- **Your task**: Each line below that holds the word "model" counts once; state the total number of such lines and nothing else.

** Opening Provided data block **

//! Turn engine: drives one assistant message across model round-trips.

pub mod doom_loop;
pub mod events;
pub mod processor;
pub mod retry;
pub mod runner;
pub mod types;

pub use doom_loop::ToolCallRecord;
pub use events::{AgentEvent, AgentEventSink};
pub use processor::{TurnProcessor, INTERRUPTED};
pub use retry::RetryPolicy;
pub use runner::{TurnHandle, TurnRunner};
pub use types::{TurnOutcome, TurnRequest, TurnResult, TurnSettings};
//! Convenience re-exports for common use.

pub use crate::bus::EventBus;
pub use crate::config::KilnConfig;
pub use crate::error::{KilnError, Result};
pub use crate::id::IdPrefix;
pub use crate::lock::FairLock;
pub use crate::model::{ModelMessage, ModelRequest, ModelStream, StreamEvent};
pub use crate::permission::{PermissionAction, PermissionEngine, PermissionRule, Reply, Ruleset};
pub use crate::session::{AssistantMessage, Part, SessionStore, StorageSessionStore};
pub use crate::storage::Storage;
pub use crate::tools::{
    ApplyPatchTool, BatchTool, FunctionTool, Tool, ToolArguments, ToolContext, ToolOutput,
    ToolParameters, ToolRegistry,
};
pub use crate::turn::{TurnOutcome, TurnProcessor, TurnRequest, TurnResult, TurnRunner};
//! Built-in event kinds.

use serde_json::json;

use super::EventBus;

pub const PERMISSION_ASKED: &str = "permission.asked";
pub const PERMISSION_REPLIED: &str = "permission.replied";
pub const MESSAGE_UPDATED: &str = "message.updated";
pub const MESSAGE_PART_UPDATED: &str = "message.part.updated";
pub const SESSION_STATUS: &str = "session.status";
pub const SESSION_ERROR: &str = "session.error";

pub(super) fn define_builtin(bus: &EventBus) {
    bus.define(
        PERMISSION_ASKED,
        json!({
            "type": "object",
            "properties": {
                "id": { "type": "string" },
                "session_id": { "type": "string" },
                "permission": { "type": "string" },
                "patterns": { "type": "array", "items": { "type": "string" } },
                "always": { "type": "array", "items": { "type": "string" } },
                "metadata": { "type": "object" }
            },
            "required": ["id", "session_id", "permission", "patterns"]
        }),
    );
    bus.define(
        PERMISSION_REPLIED,
        json!({
            "type": "object",
            "properties": {
                "session_id": { "type": "string" },
                "request_id": { "type": "string" },
                "reply": { "type": "string", "enum": ["once", "always", "reject"] }
            },
            "required": ["session_id", "request_id", "reply"]
        }),
    );
    bus.define(
        MESSAGE_UPDATED,
        json!({
            "type": "object",
            "properties": { "info": { "type": "object" } },
            "required": ["info"]
        }),
    );
    bus.define(
        MESSAGE_PART_UPDATED,
        json!({
            "type": "object",
            "properties": {
                "part": { "type": "object" },
                "delta": { "type": "string" }
            },
            "required": ["part"]
        }),
    );
    bus.define(
        SESSION_STATUS,
        json!({
            "type": "object",
            "properties": {
                "session_id": { "type": "string" },
                "status": { "type": "object" }
            },
            "required": ["session_id", "status"]
        }),
    );
    bus.define(
        SESSION_ERROR,
        json!({
            "type": "object",
            "properties": {
                "session_id": { "type": "string" },
                "error": { "type": "object" }
            },
            "required": ["error"]
        }),
    );
}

** Closing Provided data block **

- **Answer to this problem**: 2